In the 1918 constitution of the RSFSR, the right to vote (from local soviets all the way up to the federal Congress of Soviets) is specified to be restricted to people 'who have acquired the means of livelihood through labor that is productive and useful to society' and members of the armed forces. A range of groups are explicitly disenfranchised, most notably traditional capitalists, rentiers, clergy, and private middlemen. [1] Broadly this arrangement carried over into the early USSR after 1924.
While some of those latter groups might be considered 'white-collar jobs', the category as a whole isn't mentioned. Usually, in fact, white-collar workers were part and parcel of the project of revolutionary transformation by necessity and were typically identified with the working class in general, even though there were often practical conflicts over resource distribution between white-collar and blue-collar workers. Thus Daniel Orlovsky notes that 'during the 1920s public identification of white-collar workers and their organizations with the proletarian project ... diverted attention from many smaller class and occupational conflicts ... over scarce resources'. [2]

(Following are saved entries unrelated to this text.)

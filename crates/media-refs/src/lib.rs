//! Extracts media file references from Anki note markup
//!
//! Supports:
//! - HTML images: `<img src="cat.png">` (single or double quotes)
//! - Sound directives: `[sound:audio.mp3]`
//! - Markdown images: `![alt](assets/cat.png)`
//!
//! Every reference is reduced to a bare filename: query string stripped,
//! directories dropped, percent-escapes decoded. Remote images (`http://`,
//! `https://`, `data:`) are not media the vault can provide and are skipped.

use once_cell::sync::Lazy;
use regex::Regex;
use std::collections::HashSet;

static IMG_TAG: Lazy<Regex> =
    Lazy::new(|| Regex::new(r#"(?i)<img[^>]+src=["']([^"']+)["'][^>]*>"#).unwrap());

static SOUND_TAG: Lazy<Regex> = Lazy::new(|| Regex::new(r"(?i)\[sound:([^\]]+)\]").unwrap());

static MARKDOWN_IMAGE: Lazy<Regex> =
    Lazy::new(|| Regex::new(r"!\[[^\]]*\]\(([^)]+)\)").unwrap());

/// URL prefixes that mark a reference as remote rather than a local file.
const REMOTE_PREFIXES: &[&str] = &["http://", "https://", "data:"];

/// A set of media filenames that remembers discovery order.
///
/// Iteration yields each filename once, at the position where it was first
/// inserted, so batches built from the set are reproducible.
#[derive(Debug, Clone, Default, PartialEq, Eq)]
pub struct MediaSet {
    order: Vec<String>,
    seen: HashSet<String>,
}

impl MediaSet {
    pub fn new() -> Self {
        Self::default()
    }

    /// Insert a filename. Returns false if it was already present.
    pub fn insert(&mut self, filename: impl Into<String>) -> bool {
        let filename = filename.into();
        if self.seen.contains(&filename) {
            return false;
        }
        self.seen.insert(filename.clone());
        self.order.push(filename);
        true
    }

    pub fn contains(&self, filename: &str) -> bool {
        self.seen.contains(filename)
    }

    pub fn len(&self) -> usize {
        self.order.len()
    }

    pub fn is_empty(&self) -> bool {
        self.order.is_empty()
    }

    /// Filenames in discovery order.
    pub fn iter(&self) -> impl Iterator<Item = &str> {
        self.order.iter().map(String::as_str)
    }

    /// Filenames in `self` that are not in `other`, keeping discovery order.
    pub fn difference(&self, other: &HashSet<String>) -> MediaSet {
        self.iter()
            .filter(|name| !other.contains(*name))
            .map(str::to_string)
            .collect()
    }

    pub fn into_vec(self) -> Vec<String> {
        self.order
    }
}

impl FromIterator<String> for MediaSet {
    fn from_iter<I: IntoIterator<Item = String>>(iter: I) -> Self {
        let mut set = MediaSet::new();
        for name in iter {
            set.insert(name);
        }
        set
    }
}

/// Extract all distinct media filenames referenced by a sequence of field texts.
pub fn extract_media<'a, I>(fields: I) -> MediaSet
where
    I: IntoIterator<Item = &'a str>,
{
    let mut media = MediaSet::new();
    for text in fields {
        extract_from_text(text, &mut media);
    }
    media
}

/// Add every media filename referenced in `text` to `media`.
///
/// Each pattern is applied over the whole text, in order: HTML images,
/// sound directives, markdown images.
pub fn extract_from_text(text: &str, media: &mut MediaSet) {
    for caps in IMG_TAG.captures_iter(text) {
        add_local(&caps[1], media);
    }

    for caps in SOUND_TAG.captures_iter(text) {
        if let Some(name) = bare_filename(&caps[1]) {
            media.insert(name);
        }
    }

    for caps in MARKDOWN_IMAGE.captures_iter(text) {
        add_local(&caps[1], media);
    }
}

fn add_local(raw: &str, media: &mut MediaSet) {
    if is_remote_url(raw) {
        return;
    }
    if let Some(name) = bare_filename(raw) {
        media.insert(name);
    }
}

/// Whether a captured reference points at a remote resource.
pub fn is_remote_url(raw: &str) -> bool {
    REMOTE_PREFIXES.iter().any(|prefix| {
        raw.get(..prefix.len())
            .is_some_and(|head| head.eq_ignore_ascii_case(prefix))
    })
}

/// Reduce a captured reference to a bare, decoded filename.
///
/// Returns None when nothing but whitespace is left.
pub fn bare_filename(raw: &str) -> Option<String> {
    let without_query = raw.split('?').next().unwrap_or_default();
    let segment = without_query
        .rsplit(['/', '\\'])
        .next()
        .unwrap_or_default();

    // A segment whose escapes don't decode to UTF-8 is kept as written
    let name = match urlencoding::decode(segment) {
        Ok(decoded) => decoded.into_owned(),
        Err(_) => segment.to_string(),
    };

    if name.trim().is_empty() {
        None
    } else {
        Some(name)
    }
}

#[cfg(test)]
mod tests {
    use super::*;

    fn extract(text: &str) -> Vec<String> {
        extract_media([text]).into_vec()
    }

    #[test]
    fn extract_html_image() {
        assert_eq!(extract(r#"<img src="cat.png">"#), vec!["cat.png"]);
        assert_eq!(extract("<img class='x' src='dog.jpg' />"), vec!["dog.jpg"]);
        assert_eq!(extract(r#"<IMG SRC="upper.gif">"#), vec!["upper.gif"]);
    }

    #[test]
    fn skip_remote_images() {
        assert!(extract(r#"<img src="http://x/y.png">"#).is_empty());
        assert!(extract(r#"<img src="https://example.com/a.png">"#).is_empty());
        assert!(extract(r#"<img src="data:image/png;base64,AAAA">"#).is_empty());
        assert!(extract("![remote](https://example.com/pic.jpg)").is_empty());
    }

    #[test]
    fn percent_decode_filenames() {
        assert_eq!(extract(r#"<img src="foo%20bar.png">"#), vec!["foo bar.png"]);
        assert_eq!(extract("[sound:caf%C3%A9.mp3]"), vec!["café.mp3"]);
    }

    #[test]
    fn undecodable_escape_kept_as_written() {
        assert_eq!(extract(r#"<img src="bad%FF.png">"#), vec!["bad%FF.png"]);
    }

    #[test]
    fn extract_sound_directive() {
        assert_eq!(extract("[sound:audio1.mp3]"), vec!["audio1.mp3"]);
    }

    #[test]
    fn sound_directive_keeps_url_like_names() {
        // Only image references are filtered for remote URLs
        assert_eq!(extract("[sound:http://host/clip.mp3]"), vec!["clip.mp3"]);
    }

    #[test]
    fn markdown_image_strips_query_and_path() {
        assert_eq!(extract("![alt](../assets/pic.jpg?v=2)"), vec!["pic.jpg"]);
        assert_eq!(extract(r"![](C:\media\win.png)"), vec!["win.png"]);
    }

    #[test]
    fn all_matches_in_a_field_are_found() {
        let text = r#"<img src="a.png"> text <img src="b.png"> [sound:c.mp3] [sound:d.mp3] ![](e.png) ![](f.png)"#;
        assert_eq!(
            extract(text),
            vec!["a.png", "b.png", "c.mp3", "d.mp3", "e.png", "f.png"]
        );
    }

    #[test]
    fn patterns_apply_in_fixed_order() {
        let text = r#"![](md.png) [sound:s.mp3] <img src="html.png">"#;
        assert_eq!(extract(text), vec!["html.png", "s.mp3", "md.png"]);
    }

    #[test]
    fn drop_empty_names() {
        assert!(extract(r#"<img src="folder/">"#).is_empty());
        assert!(extract("[sound:   ]").is_empty());
        assert!(extract("![x](?only=query)").is_empty());
    }

    #[test]
    fn no_matches_contribute_nothing() {
        assert!(extract("Just some text with no media").is_empty());
        assert!(extract("").is_empty());
    }

    #[test]
    fn dedupes_across_fields_in_discovery_order() {
        let media = extract_media([
            r#"<img src="b.png">"#,
            "[sound:a.mp3]",
            r#"<img src="dir/b.png">"#,
        ]);
        assert_eq!(media.len(), 2);
        assert_eq!(media.iter().collect::<Vec<_>>(), vec!["b.png", "a.mp3"]);
    }

    #[test]
    fn extraction_is_idempotent() {
        let fields = [r#"<img src="x.png"> [sound:y.mp3]"#, "![](z.gif)"];
        assert_eq!(extract_media(fields), extract_media(fields));
    }

    #[test]
    fn difference_excludes_remote_names() {
        let refs: MediaSet = ["a.png", "b.png", "c.png"]
            .into_iter()
            .map(String::from)
            .collect();
        let remote: HashSet<String> = ["b.png".to_string(), "zzz.png".to_string()].into();

        let missing = refs.difference(&remote);

        assert_eq!(missing.iter().collect::<Vec<_>>(), vec!["a.png", "c.png"]);
        assert!(missing.iter().all(|name| refs.contains(name)));
        assert!(missing.iter().all(|name| !remote.contains(name)));
    }

    #[test]
    fn remote_url_check_is_case_insensitive() {
        assert!(is_remote_url("HTTPS://example.com/a.png"));
        assert!(is_remote_url("Data:image/png;base64,AA"));
        assert!(!is_remote_url("httpfoo.png"));
        assert!(!is_remote_url("ht"));
    }

    #[test]
    fn bare_filename_reduction() {
        assert_eq!(bare_filename("a/b/c.png?x=1?y=2"), Some("c.png".to_string()));
        assert_eq!(bare_filename(r"a\b\c.png"), Some("c.png".to_string()));
        assert_eq!(bare_filename(""), None);
    }
}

Of course it should be noted that the category of 'white-collar worker' is something rather different in early 20th century Russia to the managerial class that emerged in capitalist countries. Orlovsky's chapter is well worth reading for more information on this topic.
[1] Constitution of the RSFSR, chapter 6, subsection 24, and chapter 13, subsections 64 and 65. (Reproduced here)
[2] 'The Hidden Class: White-Collar Workers in the Soviet 1920s', in Siegelbaum and Suny (eds.), Making Workers Soviet, pp. 220-252, here p. 246.